* ACTIVITY
Throughout the entries below, report every line where "String" is found.

* RECORDS
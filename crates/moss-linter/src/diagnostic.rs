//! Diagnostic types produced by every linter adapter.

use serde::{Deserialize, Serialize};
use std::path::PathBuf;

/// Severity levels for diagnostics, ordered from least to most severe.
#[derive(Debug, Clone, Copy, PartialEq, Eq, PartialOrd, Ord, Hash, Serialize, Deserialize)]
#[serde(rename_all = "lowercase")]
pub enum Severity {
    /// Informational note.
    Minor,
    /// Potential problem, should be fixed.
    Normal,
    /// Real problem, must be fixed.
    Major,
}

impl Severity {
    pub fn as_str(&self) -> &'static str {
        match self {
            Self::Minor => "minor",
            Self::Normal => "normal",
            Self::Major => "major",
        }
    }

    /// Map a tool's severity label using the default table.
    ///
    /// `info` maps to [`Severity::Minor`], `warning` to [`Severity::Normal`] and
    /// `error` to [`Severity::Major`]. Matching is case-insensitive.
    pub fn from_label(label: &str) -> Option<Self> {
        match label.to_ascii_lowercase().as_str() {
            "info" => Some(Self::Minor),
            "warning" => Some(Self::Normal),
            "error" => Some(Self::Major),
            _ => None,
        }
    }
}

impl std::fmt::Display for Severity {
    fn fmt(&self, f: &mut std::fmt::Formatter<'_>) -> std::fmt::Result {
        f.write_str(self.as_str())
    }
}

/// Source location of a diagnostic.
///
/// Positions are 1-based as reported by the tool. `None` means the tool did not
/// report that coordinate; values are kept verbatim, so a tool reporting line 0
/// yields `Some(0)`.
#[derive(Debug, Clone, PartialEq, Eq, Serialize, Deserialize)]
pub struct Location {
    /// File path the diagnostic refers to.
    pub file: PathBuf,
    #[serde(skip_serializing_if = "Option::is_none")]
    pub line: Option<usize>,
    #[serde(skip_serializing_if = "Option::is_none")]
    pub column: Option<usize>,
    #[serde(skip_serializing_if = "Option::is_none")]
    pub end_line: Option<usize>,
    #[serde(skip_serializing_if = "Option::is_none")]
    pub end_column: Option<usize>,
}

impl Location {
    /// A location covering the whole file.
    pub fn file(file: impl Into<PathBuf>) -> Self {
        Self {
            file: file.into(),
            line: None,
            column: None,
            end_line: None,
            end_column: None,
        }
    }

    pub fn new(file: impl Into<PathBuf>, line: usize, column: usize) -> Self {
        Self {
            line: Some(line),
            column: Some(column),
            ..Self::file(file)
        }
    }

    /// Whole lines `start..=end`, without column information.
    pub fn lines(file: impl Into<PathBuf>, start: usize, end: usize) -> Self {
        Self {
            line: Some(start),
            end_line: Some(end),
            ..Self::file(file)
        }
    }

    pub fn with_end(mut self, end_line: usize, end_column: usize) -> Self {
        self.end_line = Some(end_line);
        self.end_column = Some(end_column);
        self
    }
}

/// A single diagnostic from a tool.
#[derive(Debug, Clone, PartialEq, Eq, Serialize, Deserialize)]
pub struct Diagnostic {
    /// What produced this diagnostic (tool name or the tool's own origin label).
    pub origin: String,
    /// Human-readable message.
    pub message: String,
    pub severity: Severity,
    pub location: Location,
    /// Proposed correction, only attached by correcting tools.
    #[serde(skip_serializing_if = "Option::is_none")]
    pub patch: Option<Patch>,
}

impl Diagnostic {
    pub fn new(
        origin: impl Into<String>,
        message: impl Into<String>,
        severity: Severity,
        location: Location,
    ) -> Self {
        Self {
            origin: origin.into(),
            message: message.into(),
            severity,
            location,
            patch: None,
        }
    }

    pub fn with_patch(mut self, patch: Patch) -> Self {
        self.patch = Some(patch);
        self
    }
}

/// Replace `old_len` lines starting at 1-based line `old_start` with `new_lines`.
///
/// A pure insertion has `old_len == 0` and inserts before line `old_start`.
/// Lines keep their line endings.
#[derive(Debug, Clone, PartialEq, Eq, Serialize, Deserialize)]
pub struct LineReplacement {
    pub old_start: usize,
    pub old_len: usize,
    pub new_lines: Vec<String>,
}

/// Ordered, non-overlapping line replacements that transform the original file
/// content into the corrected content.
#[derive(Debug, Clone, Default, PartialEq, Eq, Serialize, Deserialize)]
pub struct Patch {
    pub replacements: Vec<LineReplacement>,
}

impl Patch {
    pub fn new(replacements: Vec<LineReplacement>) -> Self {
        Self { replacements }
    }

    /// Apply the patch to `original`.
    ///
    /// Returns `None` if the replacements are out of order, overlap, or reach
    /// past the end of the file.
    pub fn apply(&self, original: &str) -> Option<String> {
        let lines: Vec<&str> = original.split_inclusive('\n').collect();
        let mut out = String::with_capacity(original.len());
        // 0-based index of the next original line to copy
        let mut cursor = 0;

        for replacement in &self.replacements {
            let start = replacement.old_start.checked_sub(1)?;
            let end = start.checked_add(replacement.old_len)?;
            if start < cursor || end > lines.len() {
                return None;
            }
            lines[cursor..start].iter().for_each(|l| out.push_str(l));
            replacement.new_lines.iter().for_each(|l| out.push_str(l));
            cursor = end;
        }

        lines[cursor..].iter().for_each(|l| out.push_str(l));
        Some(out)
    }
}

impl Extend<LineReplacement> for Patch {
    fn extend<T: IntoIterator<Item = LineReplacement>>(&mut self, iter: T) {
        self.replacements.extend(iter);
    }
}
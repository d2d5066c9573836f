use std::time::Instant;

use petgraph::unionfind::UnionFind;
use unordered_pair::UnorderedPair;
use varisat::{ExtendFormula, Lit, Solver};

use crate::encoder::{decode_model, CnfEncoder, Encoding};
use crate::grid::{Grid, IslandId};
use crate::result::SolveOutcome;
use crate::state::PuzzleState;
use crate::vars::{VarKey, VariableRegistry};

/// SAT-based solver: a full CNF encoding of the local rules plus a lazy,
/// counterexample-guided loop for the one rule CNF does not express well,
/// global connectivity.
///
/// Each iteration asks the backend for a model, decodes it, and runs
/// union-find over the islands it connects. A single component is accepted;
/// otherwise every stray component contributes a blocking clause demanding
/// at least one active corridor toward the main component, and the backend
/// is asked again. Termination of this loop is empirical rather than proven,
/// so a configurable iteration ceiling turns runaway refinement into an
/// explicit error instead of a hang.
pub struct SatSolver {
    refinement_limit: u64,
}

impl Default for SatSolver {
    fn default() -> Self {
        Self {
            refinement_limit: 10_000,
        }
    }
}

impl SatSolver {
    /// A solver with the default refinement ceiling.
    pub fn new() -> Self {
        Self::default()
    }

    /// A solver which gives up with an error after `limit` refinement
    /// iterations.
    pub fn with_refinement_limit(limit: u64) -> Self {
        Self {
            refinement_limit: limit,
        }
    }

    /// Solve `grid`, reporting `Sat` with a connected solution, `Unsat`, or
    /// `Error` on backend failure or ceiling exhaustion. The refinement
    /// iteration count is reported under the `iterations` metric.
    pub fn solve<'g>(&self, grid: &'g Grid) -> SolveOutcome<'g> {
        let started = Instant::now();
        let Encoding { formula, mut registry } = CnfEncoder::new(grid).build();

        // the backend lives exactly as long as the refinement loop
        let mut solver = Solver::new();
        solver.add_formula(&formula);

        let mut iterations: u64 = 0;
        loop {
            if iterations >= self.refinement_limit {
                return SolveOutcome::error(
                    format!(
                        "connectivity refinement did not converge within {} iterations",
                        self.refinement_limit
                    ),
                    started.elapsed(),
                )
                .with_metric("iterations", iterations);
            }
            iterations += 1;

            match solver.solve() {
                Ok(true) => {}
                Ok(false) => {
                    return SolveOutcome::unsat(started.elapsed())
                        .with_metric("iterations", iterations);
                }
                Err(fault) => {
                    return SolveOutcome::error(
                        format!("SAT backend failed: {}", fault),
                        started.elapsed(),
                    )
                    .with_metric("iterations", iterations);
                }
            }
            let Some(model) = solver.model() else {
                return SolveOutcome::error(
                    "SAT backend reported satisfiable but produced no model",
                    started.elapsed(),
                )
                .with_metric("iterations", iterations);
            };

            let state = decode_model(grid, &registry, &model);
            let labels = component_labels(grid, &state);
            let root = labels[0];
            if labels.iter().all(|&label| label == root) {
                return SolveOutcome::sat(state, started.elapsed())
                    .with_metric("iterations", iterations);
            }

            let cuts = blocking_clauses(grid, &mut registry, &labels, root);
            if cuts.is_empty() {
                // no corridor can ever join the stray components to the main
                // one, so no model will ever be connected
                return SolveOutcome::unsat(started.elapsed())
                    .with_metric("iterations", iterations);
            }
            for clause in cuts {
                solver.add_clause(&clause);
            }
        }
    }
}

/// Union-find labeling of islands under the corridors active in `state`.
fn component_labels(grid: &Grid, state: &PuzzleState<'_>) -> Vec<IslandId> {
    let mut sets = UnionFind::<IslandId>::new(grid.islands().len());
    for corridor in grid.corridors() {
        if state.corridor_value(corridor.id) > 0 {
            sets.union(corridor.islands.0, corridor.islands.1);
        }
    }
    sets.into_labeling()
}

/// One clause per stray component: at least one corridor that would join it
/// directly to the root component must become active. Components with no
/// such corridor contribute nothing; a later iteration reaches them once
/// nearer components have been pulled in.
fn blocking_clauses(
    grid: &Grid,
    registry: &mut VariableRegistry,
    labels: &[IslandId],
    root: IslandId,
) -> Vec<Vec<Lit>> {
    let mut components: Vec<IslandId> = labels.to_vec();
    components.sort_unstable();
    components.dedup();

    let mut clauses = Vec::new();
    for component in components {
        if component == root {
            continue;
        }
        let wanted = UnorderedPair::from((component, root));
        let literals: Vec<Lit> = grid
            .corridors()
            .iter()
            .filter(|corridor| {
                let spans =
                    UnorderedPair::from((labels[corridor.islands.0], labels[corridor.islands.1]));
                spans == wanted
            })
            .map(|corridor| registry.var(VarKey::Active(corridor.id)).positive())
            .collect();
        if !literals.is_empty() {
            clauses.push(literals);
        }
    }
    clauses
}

* SOLUTION
    pub origin: String,
    pub message: String,
        origin: impl Into<String>,
        message: impl Into<String>,
    pub new_lines: Vec<String>,
    pub fn apply(&self, original: &str) -> Option<String> {
        let mut out = String::with_capacity(original.len());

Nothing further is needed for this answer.